Antes de entrar al primer bloque y comenzar el trabajo de verdad se inclina cerca de un coche aparcado para mirarse en el retrovisor. Su cara ocupa todo el espacio y mirándose a los ojos se dice que es un lobo, un zorro, un halcón, un tiburón y que va a comerse la mañana.
Jamás hasta hoy ha tenido un
día en blanco. Ni una venta, ni una visita agendada. Sólo rechazo, deprecio,
miradas que se apartan rápido para no volver y puertas que se cierran
rápidamente.
Alterado, saca del bolsillo de
la chaqueta la moneda que encontró. Tiene que haber sido su culpa. Debió
ignorarla y dejarla donde estaba. Sucumbir a la curiosidad y al amor filatélico
lo había condenado a la mala suerte; seguramente existía alguna norma
desconocida por él respecto a las monedas. Quizá recoger una moneda extraña o
poseer ésa en concreto era causa de infortunio. Cada segundo que pasa está más
seguro de ello, no puede haber otra explicación. Decide ponerle remedio. Camina
unos metros y lanza la moneda tan lejos como puede, a la otra punta de un
descampado lleno de maleza. Es hora de volver a casa.
Sube las escaleras lamentándose por un día tan malo. Abre la puerta decidido a investigar sobre la relación de las monedas con la suerte, dispuesto a descubrir cual ha sido el error, el fallo numismático que lo ha empujado a un día desastroso. Pero la investigación termina de golpe al verse en el espejo de cuerpo entero del recibidor.
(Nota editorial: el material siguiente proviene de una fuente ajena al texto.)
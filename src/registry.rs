// src/registry.rs

//! The per-session table of monitor requests.
//!
//! The registry is the single source of truth for request identifiers. It allocates ids
//! monotonically, so an id that was handed out but is no longer live has been cancelled.
//! Lookups of stale or foreign identifiers are rejected.

use crate::error::{MonitorError, Operation};
use crate::request::{
    BackendRequestId, CollectionSpec, MonitorRequest, RequestId, RequestKind, RequestState,
};
use std::collections::HashMap;
use std::path::{Path, PathBuf};

/// Outcome of a cancel lookup.
#[derive(Debug, Clone, Copy, PartialEq, Eq)]
pub enum CancelTarget {
    /// The request is live and its backend subscription must be cancelled.
    Live(BackendRequestId),
    /// The request was already cancelled; nothing to do.
    AlreadyCancelled,
}

#[derive(Debug, Default)]
pub struct RequestRegistry {
    live: HashMap<RequestId, MonitorRequest>,
    by_backend: HashMap<BackendRequestId, RequestId>,
    last_id: u64,
}

impl RequestRegistry {
    #[must_use]
    pub fn new() -> Self {
        Self::default()
    }

    /// Allocates the next identifier. Identifiers start at 1 and only grow.
    pub fn allocate(&mut self) -> RequestId {
        self.last_id += 1;
        RequestId::new(self.last_id)
    }

    /// Registers a freshly subscribed request in the `Active` state.
    pub fn insert(
        &mut self,
        id: RequestId,
        kind: RequestKind,
        path: PathBuf,
        collection: Option<CollectionSpec>,
        backend_id: BackendRequestId,
    ) -> &MonitorRequest {
        debug_assert!(id.get() <= self.last_id, "identifier was not allocated");
        self.by_backend.insert(backend_id, id);
        self.live
            .entry(id)
            .or_insert_with(|| MonitorRequest::new(id, kind, path, collection, backend_id))
    }

    /// Looks up a live (active or suspended) request.
    pub fn lookup(&self, id: RequestId) -> Result<&MonitorRequest, MonitorError> {
        self.live.get(&id).ok_or(MonitorError::UnknownRequest { id })
    }

    /// Resolves a backend identifier carried by a raw notification.
    #[must_use]
    pub fn by_backend_id(&self, backend_id: BackendRequestId) -> Option<&MonitorRequest> {
        self.by_backend
            .get(&backend_id)
            .and_then(|id| self.live.get(id))
    }

    /// Validates `operation` against the request's current state.
    ///
    /// Returns the backend id to issue the control call against and the state to apply
    /// once that call succeeds.
    pub fn prepare(
        &self,
        id: RequestId,
        operation: Operation,
    ) -> Result<(BackendRequestId, RequestState), MonitorError> {
        let request = self.lookup(id)?;
        let next = request.check(operation)?;
        Ok((request.backend_id(), next))
    }

    /// Like [`prepare`](Self::prepare) for cancellation, where a retired id is a no-op.
    pub fn prepare_cancel(&self, id: RequestId) -> Result<CancelTarget, MonitorError> {
        if self.is_retired(id) {
            return Ok(CancelTarget::AlreadyCancelled);
        }
        let (backend_id, _) = self.prepare(id, Operation::Cancel)?;
        Ok(CancelTarget::Live(backend_id))
    }

    /// Applies a validated state change. Cancellation retires the identifier.
    pub fn commit(&mut self, id: RequestId, state: RequestState) -> Result<(), MonitorError> {
        if state == RequestState::Cancelled {
            let mut request = self
                .live
                .remove(&id)
                .ok_or(MonitorError::UnknownRequest { id })?;
            request.set_state(RequestState::Cancelled);
            self.by_backend.remove(&request.backend_id());
            return Ok(());
        }
        let request = self
            .live
            .get_mut(&id)
            .ok_or(MonitorError::UnknownRequest { id })?;
        request.set_state(state);
        Ok(())
    }

    /// Returns `true` if `id` was cancelled in this registry.
    #[must_use]
    pub fn is_retired(&self, id: RequestId) -> bool {
        (1..=self.last_id).contains(&id.get()) && !self.live.contains_key(&id)
    }

    /// Finds a live request of `kind` on `path`.
    #[must_use]
    pub fn find_live(&self, kind: RequestKind, path: &Path) -> Option<&MonitorRequest> {
        self.live
            .values()
            .find(|request| request.kind() == kind && request.path() == path)
    }

    /// Iterates live requests in identifier order.
    pub fn iter(&self) -> impl Iterator<Item = &MonitorRequest> {
        let mut requests: Vec<_> = self.live.values().collect();
        requests.sort_by_key(|request| request.id());
        requests.into_iter()
    }

    /// Identifiers of every live request.
    #[must_use]
    pub fn live_ids(&self) -> Vec<RequestId> {
        self.iter().map(MonitorRequest::id).collect()
    }

    #[must_use]
    pub fn len(&self) -> usize {
        self.live.len()
    }

    #[must_use]
    pub fn is_empty(&self) -> bool {
        self.live.is_empty()
    }
}

#[cfg(test)]
mod tests {
    use super::*;

    fn registry_with_one() -> (RequestRegistry, RequestId) {
        let mut registry = RequestRegistry::new();
        let id = registry.allocate();
        registry.insert(
            id,
            RequestKind::Directory,
            PathBuf::from("/tmp/d"),
            None,
            BackendRequestId(100),
        );
        (registry, id)
    }

    #[test]
    fn ids_are_monotonic() {
        let mut registry = RequestRegistry::new();
        let a = registry.allocate();
        let b = registry.allocate();
        assert_eq!(a.get(), 1);
        assert_eq!(b.get(), 2);
    }

    #[test]
    fn lookup_and_backend_resolution() {
        let (registry, id) = registry_with_one();
        assert_eq!(registry.lookup(id).unwrap().path(), Path::new("/tmp/d"));
        assert_eq!(
            registry.by_backend_id(BackendRequestId(100)).map(MonitorRequest::id),
            Some(id)
        );
        assert!(registry.by_backend_id(BackendRequestId(5)).is_none());
        assert!(matches!(
            registry.lookup(RequestId::new(42)),
            Err(MonitorError::UnknownRequest { .. })
        ));
    }

    #[test]
    fn cancel_retires_identifier() {
        let (mut registry, id) = registry_with_one();
        assert_eq!(
            registry.prepare_cancel(id).unwrap(),
            CancelTarget::Live(BackendRequestId(100))
        );
        registry.commit(id, RequestState::Cancelled).unwrap();

        assert!(registry.is_retired(id));
        assert!(registry.is_empty());
        assert_eq!(
            registry.prepare_cancel(id).unwrap(),
            CancelTarget::AlreadyCancelled
        );
        assert!(matches!(
            registry.prepare(id, Operation::Suspend),
            Err(MonitorError::UnknownRequest { .. })
        ));
        assert!(registry.by_backend_id(BackendRequestId(100)).is_none());

        let next = registry.allocate();
        assert!(next > id);
    }

    #[test]
    fn only_allocated_ids_count_as_retired() {
        let (mut registry, id) = registry_with_one();
        assert!(!registry.is_retired(id));
        assert!(!registry.is_retired(RequestId::new(0)));
        assert!(!registry.is_retired(RequestId::new(2)));

        for _ in 0..1000 {
            let next = registry.allocate();
            registry.insert(
                next,
                RequestKind::File,
                PathBuf::from("/tmp/f"),
                None,
                BackendRequestId(next.get() + 100),
            );
            registry.commit(next, RequestState::Cancelled).unwrap();
            assert!(registry.is_retired(next));
        }
        assert!(!registry.is_retired(id));
        assert_eq!(registry.len(), 1);
        assert!(matches!(
            registry.prepare_cancel(RequestId::new(5000)),
            Err(MonitorError::UnknownRequest { .. })
        ));
    }

    #[test]
    fn invalid_transition_leaves_state() {
        let (mut registry, id) = registry_with_one();
        assert!(matches!(
            registry.prepare(id, Operation::Resume),
            Err(MonitorError::InvalidTransition { .. })
        ));
        let (_, next) = registry.prepare(id, Operation::Suspend).unwrap();
        registry.commit(id, next).unwrap();
        assert_eq!(registry.lookup(id).unwrap().state(), RequestState::Suspended);
        assert!(matches!(
            registry.prepare(id, Operation::Suspend),
            Err(MonitorError::InvalidTransition {
                state: RequestState::Suspended,
                ..
            })
        ));
    }

    #[test]
    fn find_live_matches_kind_and_path() {
        let (registry, id) = registry_with_one();
        assert_eq!(
            registry
                .find_live(RequestKind::Directory, Path::new("/tmp/d"))
                .map(MonitorRequest::id),
            Some(id)
        );
        assert!(registry
            .find_live(RequestKind::File, Path::new("/tmp/d"))
            .is_none());
    }
}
Con la sangre helada, mete una mano temblorosa en el bolsillo y acaricia su último caramelo de menta, pensando que gracias a esos caramelos había tosido por última vez bajando las escaleras de casa, pronto por la mañana. Y es que ahí, delante de él, está el cruel monstruo causante de su derrota. Al primer vistazo le ha llamado la atención, como un foco en medio de la oscura penumbra. Pegado al cuello de su chaqueta, casi rozando la camisa. Del tamaño de al menos tres veces la moneda de la que se ha deshecho hace apenas unos minutos está ese terrible gargajo, ésa flema amarillenta y viscosa. Un esputo condenatorio que casi brilla con luz propia y que, cual tiovivo luminoso en la plaza de una aldea cuando cae la noche, de seguro ha llamado la atención de todos aquellos con cuantos se ha cruzado, al tiempo que ha permanecido oculto para él mismo en ése punto ciego que todos tenemos entre nariz y pecho propios. Ése lugar del cuerpo, ahora tan siniestro, que sólo podemos ver si tenemos un espejo.